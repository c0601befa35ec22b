// MIT License - Copyright (c) 2026 Peter Wright
// Application wiring

//! Builds the pipeline from a [`Config`], runs it under the supervisor and
//! performs the shutdown sequence.
//!
//! ```text
//! serial port -> SerialIngest -> DurableQueue -> Publisher -> broker
//!                      ^                              |
//!                      +--- watch<PanelModel> <-------+ (id_modelo_panel)
//! ```

use std::future::Future;
use std::path::PathBuf;
use std::sync::atomic::AtomicBool;
use std::sync::{Arc, Weak};
use std::time::Duration;

use anyhow::{Context, Result};
use serde_json::Value;
use tokio::sync::watch;
use tokio_util::sync::CancellationToken;
use tracing::{debug, error, info, warn};

use crate::attributes::AttributeHub;
use crate::config::{Config, RelayToml};
use crate::constants::PANEL_MODEL_ATTRIBUTE;
use crate::ingest::{IngestSettings, SerialIngest};
use crate::message::ClientIdentity;
use crate::mqtt::MqttTransport;
use crate::panels::PanelModel;
use crate::publisher::{BrokerTransport, Publisher, PublisherSettings};
use crate::queue::{DurableQueue, Snapshotter, persist};
use crate::rate_limit::RateLimiter;
use crate::relay::{RelayMonitor, SysfsContact};
use crate::serial::{DevicePortOpener, PortOpener, SerialOverrides};
use crate::severity::SeverityTable;
use crate::supervisor::{RestartPolicy, Supervisor, worker_fn};

/// Applies remote `id_modelo_panel` values to the running pipeline.
struct ModelSwitch<T: BrokerTransport> {
    model_tx: Arc<watch::Sender<PanelModel>>,
    publisher: Weak<Publisher<T>>,
}

impl<T: BrokerTransport> ModelSwitch<T> {
    fn apply(&self, value: &Value) {
        let id = match value {
            Value::Number(n) => n.as_u64(),
            Value::String(s) => s.trim().parse::<u64>().ok(),
            _ => None,
        };
        let Some(id) = id.and_then(|id| u32::try_from(id).ok()) else {
            warn!("Ignoring {PANEL_MODEL_ATTRIBUTE} value {value}");
            return;
        };

        let model = match PanelModel::from_id(id) {
            Ok(model) => model,
            Err(e) => {
                let current = *self.model_tx.borrow();
                warn!("{e}, keeping {} ({})", current.name(), current.id());
                return;
            }
        };

        let changed = self.model_tx.send_if_modified(|current| {
            if *current == model {
                false
            } else {
                *current = model;
                true
            }
        });
        if changed {
            info!("Panel model changed to {} ({id})", model.name());
            if let Some(publisher) = self.publisher.upgrade() {
                publisher.set_panel_model_id(id);
            }
        } else {
            debug!("Panel model {id} already active");
        }
    }
}

/// The whole gateway, generic over its two I/O seams.
pub struct Gateway<T: BrokerTransport, O: PortOpener> {
    config: Config,
    transport: Arc<T>,
    hub: Arc<AttributeHub>,
    opener: Arc<O>,
    severity: Arc<SeverityTable>,
}

impl Gateway<MqttTransport, DevicePortOpener> {
    /// Production gateway: rumqttc broker connection and a real serial device.
    pub fn from_config(config: Config) -> Result<Self> {
        let severity = config.load_severity_table().with_context(|| {
            format!(
                "Failed to load severity table {}",
                config.severity.path.display()
            )
        })?;
        let identity = config.identity()?;
        let hub = Arc::new(AttributeHub::new());
        let transport = Arc::new(MqttTransport::new(
            &config.mqtt_settings(),
            config.topics(),
            &identity,
            Arc::clone(&hub),
        ));
        let opener = Arc::new(DevicePortOpener::new(config.serial.port.clone()));
        Ok(Self::new(config, transport, hub, opener, severity))
    }
}

impl<T: BrokerTransport, O: PortOpener> Gateway<T, O> {
    /// `hub` must be the one `transport` routes attribute messages to.
    pub fn new(
        config: Config,
        transport: Arc<T>,
        hub: Arc<AttributeHub>,
        opener: Arc<O>,
        severity: SeverityTable,
    ) -> Self {
        Self {
            config,
            transport,
            hub,
            opener,
            severity: Arc::new(severity),
        }
    }

    /// Run until `shutdown` resolves or a worker dies beyond recovery.
    ///
    /// Either way the shutdown sequence runs: stop workers, write the final
    /// queue snapshot, disconnect from the broker. A worker failure is
    /// returned as an error so the process exits non-zero.
    pub async fn run(self, shutdown: impl Future<Output = ()>) -> Result<()> {
        let config = &self.config;
        let identity = config.identity()?;
        let initial_model = config.panel_model()?;
        info!(
            "Starting gateway for {} panel {} ({})",
            identity.client_id,
            identity.panel_id,
            initial_model.name()
        );

        let queue = Arc::new(DurableQueue::new());
        queue.load_from(&config.queue.path);

        let serial_up = Arc::new(AtomicBool::new(false));
        let publisher = Arc::new(Publisher::new(
            Arc::clone(&self.transport),
            Arc::clone(&queue),
            Arc::new(RateLimiter::new(config.rate_quotas())),
            Arc::clone(&self.hub),
            config.topics(),
            PublisherSettings::default(),
            identity.clone(),
            Arc::clone(&serial_up),
        ));

        if let Err(e) = publisher.connect(config.connect_timeout()).await {
            warn!("Broker not reachable yet ({e}), messages will be queued");
        }

        let (model_tx, _) = watch::channel(initial_model);
        let model_tx = Arc::new(model_tx);
        self.watch_panel_model(&publisher, &model_tx).await;

        let supervisor = Supervisor::new(config.supervisor_settings());
        self.start_workers(&supervisor, &publisher, &model_tx, &queue, &identity, &serial_up)?;

        let monitor_cancel = CancellationToken::new();
        tokio::select! {
            _ = shutdown => info!("Shutdown requested"),
            _ = supervisor.monitor(monitor_cancel.clone()) => {}
        }
        monitor_cancel.cancel();
        let failed = supervisor.shutdown_token().is_cancelled();

        let stragglers = supervisor.stop_all().await;
        if !stragglers.is_empty() {
            warn!("Aborted {} workers", stragglers.len());
        }
        match persist(Arc::clone(&queue), config.queue.path.clone()).await {
            Ok(n) => info!("Saved {n} queued messages"),
            Err(e) => error!("Failed to save queue: {e}"),
        }
        if let Err(e) = publisher.stop().await {
            warn!("Broker disconnect failed: {e}");
        }

        if failed {
            anyhow::bail!("Gateway stopped after a worker failure");
        }
        info!("Shutdown complete");
        Ok(())
    }

    /// Subscribe to remote panel model changes and ask for the current value.
    async fn watch_panel_model(
        &self,
        publisher: &Arc<Publisher<T>>,
        model_tx: &Arc<watch::Sender<PanelModel>>,
    ) {
        let switch = Arc::new(ModelSwitch {
            model_tx: Arc::clone(model_tx),
            publisher: Arc::downgrade(publisher),
        });

        let on_update = Arc::clone(&switch);
        publisher.subscribe_attribute(
            PANEL_MODEL_ATTRIBUTE,
            Arc::new(move |value| match value {
                Ok(value) => on_update.apply(&value),
                Err(e) => warn!("Panel model update failed: {e}"),
            }),
        );

        let on_response = Arc::clone(&switch);
        let requested = publisher
            .request_attributes(
                &[PANEL_MODEL_ATTRIBUTE],
                Box::new(move |result| match result {
                    Ok(values) => {
                        if let Some(value) = values.get(PANEL_MODEL_ATTRIBUTE) {
                            on_response.apply(value);
                        }
                    }
                    Err(e) => warn!("Panel model request failed: {e}"),
                }),
            )
            .await;
        if let Err(e) = requested {
            warn!("Could not request {PANEL_MODEL_ATTRIBUTE}: {e}");
        }
    }

    fn start_workers(
        &self,
        supervisor: &Supervisor,
        publisher: &Arc<Publisher<T>>,
        model_tx: &Arc<watch::Sender<PanelModel>>,
        queue: &Arc<DurableQueue>,
        identity: &ClientIdentity,
        serial_up: &Arc<AtomicBool>,
    ) -> Result<()> {
        let config = &self.config;
        let restart = RestartPolicy::Restart {
            max_restarts: config.supervisor.max_restarts,
        };

        let ingest = IngestWorker {
            opener: Arc::clone(&self.opener),
            model_tx: Arc::clone(model_tx),
            overrides: config.serial.overrides.clone(),
            severity: Arc::clone(&self.severity),
            identity: identity.clone(),
            queue: Arc::clone(queue),
            serial_up: Arc::clone(serial_up),
            settings: config.ingest_settings(),
        };
        supervisor.start(
            "serial",
            restart,
            worker_fn(move |cancel| ingest.build().run(cancel)),
        )?;

        let drain = Arc::clone(publisher);
        supervisor.start(
            "publisher",
            RestartPolicy::Escalate,
            worker_fn(move |cancel| {
                let drain = Arc::clone(&drain);
                async move { drain.run(cancel).await }
            }),
        )?;

        let snapshot_queue = Arc::clone(queue);
        let snapshot_path: PathBuf = config.queue.path.clone();
        let interval = config.snapshot_interval();
        supervisor.start(
            "snapshot",
            restart,
            worker_fn(move |cancel| {
                Snapshotter::new(Arc::clone(&snapshot_queue), snapshot_path.clone(), interval)
                    .run(cancel)
            }),
        )?;

        if let Some(relay) = &config.relay_monitor {
            let (alarm, trouble) = relay_contacts(relay);
            let relay_publisher = Arc::clone(publisher);
            let interval = Duration::from_secs(relay.publish_interval_secs);
            supervisor.start(
                "relay",
                restart,
                worker_fn(move |cancel| {
                    RelayMonitor::new(
                        Arc::clone(&relay_publisher),
                        alarm.clone(),
                        trouble.clone(),
                        interval,
                    )
                    .run(cancel)
                }),
            )?;
        }
        Ok(())
    }
}

fn relay_contacts(relay: &RelayToml) -> (SysfsContact, SysfsContact) {
    let alarm = SysfsContact::with_root(&relay.gpio_root, relay.alarm_pin, relay.alarm_active_high);
    let trouble = SysfsContact::with_root(
        &relay.gpio_root,
        relay.trouble_pin,
        relay.trouble_active_high,
    );
    for contact in [&alarm, &trouble] {
        if let Err(e) = contact.export() {
            warn!("GPIO export failed: {e}");
        }
    }
    (alarm, trouble)
}

/// Everything needed to build a fresh ingestion worker on each (re)start.
struct IngestWorker<O: PortOpener> {
    opener: Arc<O>,
    model_tx: Arc<watch::Sender<PanelModel>>,
    overrides: SerialOverrides,
    severity: Arc<SeverityTable>,
    identity: ClientIdentity,
    queue: Arc<DurableQueue>,
    serial_up: Arc<AtomicBool>,
    settings: IngestSettings,
}

impl<O: PortOpener> IngestWorker<O> {
    fn build(&self) -> SerialIngest<O> {
        SerialIngest::new(
            Arc::clone(&self.opener),
            self.model_tx.subscribe(),
            self.overrides.clone(),
            Arc::clone(&self.severity),
            self.identity.clone(),
            Arc::clone(&self.queue),
            Arc::clone(&self.serial_up),
            self.settings.clone(),
        )
    }
}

------------------------------------

§ **About this task**: Starting at the line above that contains "let serial_up = Arc::new(AtomicBool::new(false));", write out each line exactly until the line that contains "self.watch_panel_model(&publisher, &model_tx).await;" has been written, and stop there.

§ **Finished task**:
        let serial_up = Arc::new(AtomicBool::new(false));
        let publisher = Arc::new(Publisher::new(
            Arc::clone(&self.transport),
            Arc::clone(&queue),
            Arc::new(RateLimiter::new(config.rate_quotas())),
            Arc::clone(&self.hub),
            config.topics(),
            PublisherSettings::default(),
            identity.clone(),
            Arc::clone(&serial_up),
        ));

        if let Err(e) = publisher.connect(config.connect_timeout()).await {
            warn!("Broker not reachable yet ({e}), messages will be queued");
        }

        let (model_tx, _) = watch::channel(initial_model);
        let model_tx = Arc::new(model_tx);
        self.watch_panel_model(&publisher, &model_tx).await;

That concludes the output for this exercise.